_Required work_
Return each line exactly as written. Begin with the first line of the entries and end with the line that has "use log::trace;".
START Dataset
// Licensed under the Apache License, Version 2.0 (the "License");
// you may not use this file except in compliance with the License.
// You may obtain a copy of the License at
//
// http://www.apache.org/licenses/LICENSE-2.0
//
// Unless required by applicable law or agreed to in writing, software
// distributed under the License is distributed on an "AS IS" BASIS,
// WITHOUT WARRANTIES OR CONDITIONS OF ANY KIND, either express or implied.
// See the License for the specific language governing permissions and
// limitations under the License.

//! Cipher names (for [Preferred][crate::Preferred]) and the record layer:
//! sealing and opening of SSH binary packets.
use std::borrow::Borrow;
use std::collections::HashMap;
use std::convert::TryFrom;
use std::fmt::Debug;
use std::marker::PhantomData;
use std::num::Wrapping;
use std::sync::LazyLock;

use aes::{Aes128, Aes192, Aes256};
use ctr::Ctr128BE;
use log::trace;
use ssh_encoding::Encode;
use tokio::io::{AsyncRead, AsyncReadExt};

use crate::mac::MacAlgorithm;
use crate::sshbuffer::SSHBuffer;
use crate::Error;

pub(crate) mod block;
pub(crate) mod clear;

use block::CtrCipher;
use clear::Clear;

/// A cipher the KDF can instantiate: key/nonce sizes plus constructors for
/// the two directions.
pub(crate) trait Cipher {
    fn needs_mac(&self) -> bool {
        false
    }
    fn key_len(&self) -> usize;
    fn nonce_len(&self) -> usize {
        0
    }
    fn opening_key(
        &self,
        key: &[u8],
        nonce: &[u8],
        mac_key: &[u8],
        mac: &dyn MacAlgorithm,
    ) -> Box<dyn OpeningKey + Send>;
    fn sealing_key(
        &self,
        key: &[u8],
        nonce: &[u8],
        mac_key: &[u8],
        mac: &dyn MacAlgorithm,
    ) -> Box<dyn SealingKey + Send>;
}

/// Plaintext, used before the first key exchange finishes.
pub const CLEAR: Name = Name("clear");
/// AES-128 in counter mode.
pub const AES_128_CTR: Name = Name("aes128-ctr");
/// AES-192 in counter mode.
pub const AES_192_CTR: Name = Name("aes192-ctr");
/// AES-256 in counter mode.
pub const AES_256_CTR: Name = Name("aes256-ctr");
/// The standard name of the plaintext cipher.
pub const NONE: Name = Name("none");

static CLEAR_CIPHER: Clear = Clear {};
static AES128: CtrCipher<Ctr128BE<Aes128>> = CtrCipher(PhantomData);
static AES192: CtrCipher<Ctr128BE<Aes192>> = CtrCipher(PhantomData);
static AES256: CtrCipher<Ctr128BE<Aes256>> = CtrCipher(PhantomData);

pub static ALL_CIPHERS: &[&Name] = &[&CLEAR, &NONE, &AES_128_CTR, &AES_192_CTR, &AES_256_CTR];

pub(crate) static CIPHERS: LazyLock<HashMap<&'static Name, &(dyn Cipher + Send + Sync)>> =
    LazyLock::new(|| {
        let entries: [(&'static Name, &(dyn Cipher + Send + Sync)); 5] = [
            (&CLEAR, &CLEAR_CIPHER),
            (&NONE, &CLEAR_CIPHER),
            (&AES_128_CTR, &AES128),
            (&AES_192_CTR, &AES192),
            (&AES_256_CTR, &AES256),
        ];
        debug_assert_eq!(entries.len(), ALL_CIPHERS.len());
        entries.into_iter().collect()
    });

/// A sealing key over the `clear` cipher, for the pre-kex phase.
pub(crate) fn clear_sealing_key() -> Box<dyn SealingKey + Send> {
    CLEAR_CIPHER.sealing_key(&[], &[], &[], &crate::mac::NONE_MAC)
}

/// An opening key over the `clear` cipher, for the pre-kex phase.
pub(crate) fn clear_opening_key() -> Box<dyn OpeningKey + Send> {
    CLEAR_CIPHER.opening_key(&[], &[], &[], &crate::mac::NONE_MAC)
}

#[derive(Debug, PartialEq, Eq, Copy, Clone, Hash)]
pub struct Name(&'static str);
impl AsRef<str> for Name {
    fn as_ref(&self) -> &str {
        self.0
    }
}

impl Encode for Name {
    fn encoded_len(&self) -> Result<usize, ssh_encoding::Error> {
        self.as_ref().encoded_len()
    }

    fn encode(&self, writer: &mut impl ssh_encoding::Writer) -> Result<(), ssh_encoding::Error> {
        self.as_ref().encode(writer)
    }
}

impl Borrow<str> for &Name {
    fn borrow(&self) -> &str {
        self.0
    }
}

impl TryFrom<&str> for Name {
    type Error = ();
    fn try_from(s: &str) -> Result<Name, ()> {
        ALL_CIPHERS.iter().find(|n| n.0 == s).map(|n| **n).ok_or(())
    }
}

pub(crate) struct CipherPair {
    pub sealing: Box<dyn SealingKey + Send>,
    pub opening: Box<dyn OpeningKey + Send>,
}

impl Debug for CipherPair {
    fn fmt(&self, f: &mut std::fmt::Formatter) -> std::fmt::Result {
        f.write_str("CipherPair")
    }
}

pub(crate) trait OpeningKey {
    /// How many bytes of a fresh frame must be read before the declared
    /// length can be recovered.
    fn head_len(&self) -> usize {
        PACKET_LENGTH_LEN
    }

    fn decode_packet_length(&self, seqn: u32, head: &[u8]) -> [u8; 4];

    fn tag_len(&self) -> usize;

    fn open<'a>(&mut self, seqn: u32, ciphertext_and_tag: &'a mut [u8]) -> Result<&'a [u8], Error>;
}

pub(crate) trait SealingKey {
    fn padding_len(&self, plaintext: &[u8]) -> usize;

    fn random_padding(&self, padding_out: &mut [u8]);

    fn tag_len(&self) -> usize;

    fn seal(&mut self, seqn: u32, plaintext_in_ciphertext_out: &mut [u8], tag_out: &mut [u8]);

    /// Frame `payload` and seal it in place at the end of `buffer`. Layout
    /// per RFC 4253 §6: packet length, padding length, payload, random
    /// padding, then the integrity tag.
    fn write(&mut self, payload: &[u8], buffer: &mut SSHBuffer) {
        trace!("sealing {} bytes, seqn = {:?}", payload.len(), buffer.seqn.0);

        let padding = self.padding_len(payload);
        let packet_length = PADDING_LENGTH_LEN + payload.len() + padding;
        debug_assert!(packet_length <= u32::MAX as usize && padding <= u8::MAX as usize);

        let frame_start = buffer.buffer.len();
        buffer.buffer.extend((packet_length as u32).to_be_bytes());
        buffer.buffer.push(padding as u8);
        buffer.buffer.extend(payload);

        let padding_start = buffer.buffer.len();
        buffer.buffer.resize(padding_start + padding, 0);
        #[allow(clippy::indexing_slicing)] // grown right above
        self.random_padding(&mut buffer.buffer[padding_start..]);
        let tag_start = buffer.buffer.len();
        buffer.buffer.resize(tag_start + self.tag_len(), 0);

        #[allow(clippy::indexing_slicing)] // grown right above
        let (frame, tag) = buffer.buffer[frame_start..].split_at_mut(tag_start - frame_start);
        self.seal(buffer.seqn.0, frame, tag);

        buffer.bytes += payload.len();
        // 32-bit sequence number, wrapping (RFC 4253 §6.4).
        buffer.seqn += Wrapping(1);
    }
}

fn eof_is_transport_closed(e: std::io::Error) -> Error {
    if e.kind() == std::io::ErrorKind::UnexpectedEof {
        Error::TransportClosed
    } else {
        Error::IO(e)
    }
}

/// Read and open one frame, buffering partial reads until a full frame is
/// available. Integrity is checked before any plaintext is exposed.
pub(crate) async fn read<R: AsyncRead + Unpin>(
    stream: &mut R,
    buffer: &mut SSHBuffer,
    cipher: &mut (dyn OpeningKey + Send),
) -> Result<usize, Error> {
    let head_len = cipher.head_len();

    if buffer.len == 0 {
        // A fresh frame: read just enough of it to learn the length.
        let mut head = vec![0; head_len];
        stream
            .read_exact(&mut head)
            .await
            .map_err(eof_is_transport_closed)?;

        let length_bytes = cipher.decode_packet_length(buffer.seqn.0, &head);
        let declared = u32::from_be_bytes(length_bytes) as usize;
        trace!(
            "frame header, seqn = {:?}, declared length = {declared}",
            buffer.seqn.0
        );
        if declared > MAXIMUM_PACKET_LEN {
            return Err(Error::MalformedFrame(declared));
        }

        buffer.buffer.clear();
        buffer.buffer.extend(&head);
        buffer.len = declared + cipher.tag_len();
    }

    buffer.buffer.resize(buffer.len + PACKET_LENGTH_LEN, 0);
    #[allow(clippy::indexing_slicing)] // resized right above
    stream
        .read_exact(&mut buffer.buffer[head_len..])
        .await
        .map_err(eof_is_transport_closed)?;

    let plaintext = cipher.open(buffer.seqn.0, &mut buffer.buffer)?;

    let padding_length = *plaintext.first().unwrap_or(&0) as usize;
    let plaintext_end = plaintext
        .len()
        .checked_sub(padding_length)
        .ok_or(Error::MalformedFrame(padding_length))?;

    // 32-bit sequence number, wrapping (RFC 4253 §6.4).
    buffer.seqn += Wrapping(1);
    buffer.len = 0;
    buffer.bytes += plaintext_end.saturating_sub(PADDING_LENGTH_LEN);

    // Strip the padding; the caller slices the payload out of the buffer.
    buffer.buffer.truncate(plaintext_end + PACKET_LENGTH_LEN);

    Ok(plaintext_end + PACKET_LENGTH_LEN)
}

pub(crate) const PACKET_LENGTH_LEN: usize = 4;
pub(crate) const PADDING_LENGTH_LEN: usize = 1;

const MAXIMUM_PACKET_LEN: usize = 256 * 1024;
END Dataset
_Response box_
// Licensed under the Apache License, Version 2.0 (the "License");
// you may not use this file except in compliance with the License.
// You may obtain a copy of the License at
//
// http://www.apache.org/licenses/LICENSE-2.0
//
// Unless required by applicable law or agreed to in writing, software
// distributed under the License is distributed on an "AS IS" BASIS,
// WITHOUT WARRANTIES OR CONDITIONS OF ANY KIND, either express or implied.
// See the License for the specific language governing permissions and
// limitations under the License.

//! Cipher names (for [Preferred][crate::Preferred]) and the record layer:
//! sealing and opening of SSH binary packets.
use std::borrow::Borrow;
use std::collections::HashMap;
use std::convert::TryFrom;
use std::fmt::Debug;
use std::marker::PhantomData;
use std::num::Wrapping;
use std::sync::LazyLock;

use aes::{Aes128, Aes192, Aes256};
use ctr::Ctr128BE;
use log::trace;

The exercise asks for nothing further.